[Opening INFORMATION SHOWN section]

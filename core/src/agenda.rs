// SPDX-FileCopyrightText: 2025 Zexin Yuan <aim@yzx9.xyz>
//
// SPDX-License-Identifier: Apache-2.0

use std::collections::HashMap;

use chrono::NaiveDate;

use crate::Event;
use crate::datetime::{STABLE_FORMAT_DATEONLY, month_label};

/// Events bucketed by month, then by date.
///
/// Buckets keep the order in which they were first met in the input, at both levels. With
/// input sorted by the filter pipeline this is chronological order; the keys themselves are
/// never sorted.
#[derive(Debug, Default, Clone, PartialEq, Eq)]
pub struct Agenda {
    months: Vec<MonthGroup>,
    index: HashMap<String, usize>,
}

/// All events of one month label.
#[derive(Debug, Clone, PartialEq, Eq)]
pub struct MonthGroup {
    label: String,
    days: Vec<DayGroup>,
    index: HashMap<NaiveDate, usize>,
}

/// All events of one calendar date.
#[derive(Debug, Clone, PartialEq, Eq)]
pub struct DayGroup {
    date: NaiveDate,
    events: Vec<Event>,
}

impl Agenda {
    /// Month groups in first-encounter order.
    pub fn months(&self) -> &[MonthGroup] {
        &self.months
    }

    /// Looks up a month group by its label, e.g. `May 2024`.
    pub fn get(&self, label: &str) -> Option<&MonthGroup> {
        self.index.get(label).map(|&i| &self.months[i])
    }

    /// Number of month groups.
    pub fn len(&self) -> usize {
        self.months.len()
    }

    pub fn is_empty(&self) -> bool {
        self.months.is_empty()
    }

    /// Total number of events across all groups.
    pub fn event_count(&self) -> usize {
        self.months.iter().map(MonthGroup::event_count).sum()
    }

    fn push(&mut self, event: Event) {
        let label = month_label(event.date);
        let i = match self.index.get(&label) {
            Some(&i) => i,
            None => {
                self.months.push(MonthGroup {
                    label: label.clone(),
                    days: Vec::new(),
                    index: HashMap::new(),
                });
                self.index.insert(label, self.months.len() - 1);
                self.months.len() - 1
            }
        };
        self.months[i].push(event);
    }
}

impl MonthGroup {
    /// Label such as `May 2024`.
    pub fn label(&self) -> &str {
        &self.label
    }

    /// Day groups in first-encounter order.
    pub fn days(&self) -> &[DayGroup] {
        &self.days
    }

    pub fn get(&self, date: NaiveDate) -> Option<&DayGroup> {
        self.index.get(&date).map(|&i| &self.days[i])
    }

    pub fn event_count(&self) -> usize {
        self.days.iter().map(|d| d.events.len()).sum()
    }

    fn push(&mut self, event: Event) {
        let i = match self.index.get(&event.date) {
            Some(&i) => i,
            None => {
                self.days.push(DayGroup {
                    date: event.date,
                    events: Vec::new(),
                });
                self.index.insert(event.date, self.days.len() - 1);
                self.days.len() - 1
            }
        };
        self.days[i].events.push(event);
    }
}

impl DayGroup {
    pub fn date(&self) -> NaiveDate {
        self.date
    }

    /// Stable key of the date, `YYYY-MM-DD`.
    pub fn key(&self) -> String {
        self.date.format(STABLE_FORMAT_DATEONLY).to_string()
    }

    /// Events of the day, in input order.
    pub fn events(&self) -> &[Event] {
        &self.events
    }
}

/// Groups events for the agenda view. The input is expected to be sorted already.
pub fn group_agenda<I>(events: I) -> Agenda
where
    I: IntoIterator<Item = Event>,
{
    let mut agenda = Agenda::default();
    for event in events {
        agenda.push(event);
    }
    agenda
}
// SPDX-FileCopyrightText: 2025 Zexin Yuan <aim@yzx9.xyz>
//
// SPDX-License-Identifier: Apache-2.0

use chrono::{Datelike, NaiveDate};

use crate::datetime::{
    back_days, days_in_month, first_of_month, forward_days, month_label, month_start,
};

/// Number of cells in a month grid: six rows of seven days.
pub const GRID_CELLS: usize = 42;

/// A single day slot of the month grid.
#[derive(Debug, Clone, Copy, PartialEq, Eq)]
pub struct CalendarCell {
    date: NaiveDate,
    is_current_month: bool,
}

impl CalendarCell {
    /// The date of this cell.
    pub fn date(&self) -> NaiveDate {
        self.date
    }

    /// Day of the month, starting from 1.
    pub fn day(&self) -> u32 {
        self.date.day()
    }

    /// Month, starting from 1.
    pub fn month(&self) -> u32 {
        self.date.month()
    }

    pub fn year(&self) -> i32 {
        self.date.year()
    }

    /// Whether the cell belongs to the displayed month rather than the padding around it.
    pub fn is_current_month(&self) -> bool {
        self.is_current_month
    }
}

/// The 6×7 day grid of a month, Sunday first.
#[derive(Debug, Clone, PartialEq, Eq)]
pub struct MonthGrid {
    first: NaiveDate,
    first_weekday: u32,
    days_in_month: u32,
    cells: [CalendarCell; GRID_CELLS],
}

impl MonthGrid {
    /// Builds the grid of the month containing `date`.
    ///
    /// The grid opens with the trailing days of the previous month, so that the 1st lands on
    /// its weekday column, and is padded with the leading days of the next month up to 42
    /// cells. Months and years roll over at both ends. At the ends of the supported date
    /// range the padding cells are clamped to [`NaiveDate::MIN`] or [`NaiveDate::MAX`].
    pub fn containing(date: NaiveDate) -> Self {
        let first = month_start(date);
        let first_weekday = first.weekday().num_days_from_sunday();
        let origin = back_days(first, u64::from(first_weekday));
        let cells = std::array::from_fn(|i| {
            let date = forward_days(origin, i as u64);
            CalendarCell {
                date,
                is_current_month: date.year() == first.year() && date.month() == first.month(),
            }
        });

        Self {
            first,
            first_weekday,
            days_in_month: days_in_month(first),
            cells,
        }
    }

    /// The first day of the displayed month.
    pub fn first_day(&self) -> NaiveDate {
        self.first
    }

    /// Weekday index of the 1st, 0 for Sunday.
    pub fn first_weekday(&self) -> u32 {
        self.first_weekday
    }

    pub fn days_in_month(&self) -> u32 {
        self.days_in_month
    }

    /// Number of padding cells taken from the previous month.
    pub fn leading_days(&self) -> usize {
        self.first_weekday as usize
    }

    /// Number of padding cells taken from the next month.
    pub fn trailing_days(&self) -> usize {
        GRID_CELLS - self.leading_days() - self.days_in_month as usize
    }

    /// Header label, e.g. `February 2024`.
    pub fn label(&self) -> String {
        month_label(self.first)
    }

    /// All 42 cells, row by row.
    pub fn cells(&self) -> &[CalendarCell; GRID_CELLS] {
        &self.cells
    }

    /// The six rows of the grid.
    pub fn rows(&self) -> impl Iterator<Item = &[CalendarCell]> {
        self.cells.chunks(7)
    }

    /// Position of `date` in the grid, if shown.
    pub fn position(&self, date: NaiveDate) -> Option<usize> {
        self.cells.iter().position(|c| c.date == date)
    }
}

/// Generates the 42-cell grid for the given year and month (1-based). Month numbers outside
/// `1..=12` roll into the neighbouring years.
///
/// # Panics
///
/// Panics if the year is outside the range supported by [`NaiveDate`].
pub fn month_grid(year: i32, month: i32) -> MonthGrid {
    let first =
        first_of_month(year, month).expect("year must be within the supported date range");
    MonthGrid::containing(first)
}
// SPDX-FileCopyrightText: 2025-2026 Zexin Yuan <aim@yzx9.xyz>
//
// SPDX-License-Identifier: Apache-2.0

//! Custom assertion helpers for integration tests.

use std::path::Path;

use farmcal_core::{Event, EventStore};

/// Asserts that the events carry exactly the given ids, in order.
///
/// # Panics
///
/// Panics if the ids differ.
pub fn assert_ids(events: &[Event], expected: &[&str]) {
    let ids: Vec<&str> = events.iter().map(|e| e.id.as_str()).collect();
    assert_eq!(ids, expected, "Event ids mismatch");
}

/// Asserts that the store holds events with exactly the given ids, in order.
///
/// # Panics
///
/// Panics if the store cannot be loaded, is empty or holds other ids.
pub async fn assert_stored_ids(store: &dyn EventStore, expected: &[&str]) {
    let stored = store
        .load()
        .await
        .expect("store should load")
        .expect("store should hold events");
    assert_ids(&stored, expected);
}

/// Asserts that a file exists at the given path.
///
/// # Panics
///
/// Panics if the file does not exist.
pub fn assert_file_exists(path: &Path) {
    assert!(path.exists(), "File should exist: {}", path.display());
}
// SPDX-FileCopyrightText: 2025-2026 Zexin Yuan <aim@yzx9.xyz>
//
// SPDX-License-Identifier: Apache-2.0

//! Common test utilities for integration tests.
//!
//! This module provides shared test infrastructure including:
//! - Test data factories (fixtures)
//! - Custom assertion helpers
//! - Temporary directory management with auto-cleanup

mod assertions;
mod fixtures;
mod temp_dir;

#[allow(unused_imports)]
pub use assertions::{assert_file_exists, assert_ids, assert_stored_ids};
#[allow(unused_imports)]
pub use fixtures::{
    FailingStore, TestConfigBuilder, test_config, test_event, test_event_draft, ymd,
};
pub use temp_dir::setup_temp_dirs;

[Closing INFORMATION SHOWN section]

■ EXERCISE: Give back exactly the lines from the beginning of the records through the line containing "both levels. With", and only those.

■ WRITTEN RESPONSE:
filename core/src/agenda.rs
// SPDX-FileCopyrightText: 2025 Zexin Yuan <aim@yzx9.xyz>
//
// SPDX-License-Identifier: Apache-2.0

use std::collections::HashMap;

use chrono::NaiveDate;

use crate::Event;
use crate::datetime::{STABLE_FORMAT_DATEONLY, month_label};

/// Events bucketed by month, then by date.
///
/// Buckets keep the order in which they were first met in the input, at both levels. With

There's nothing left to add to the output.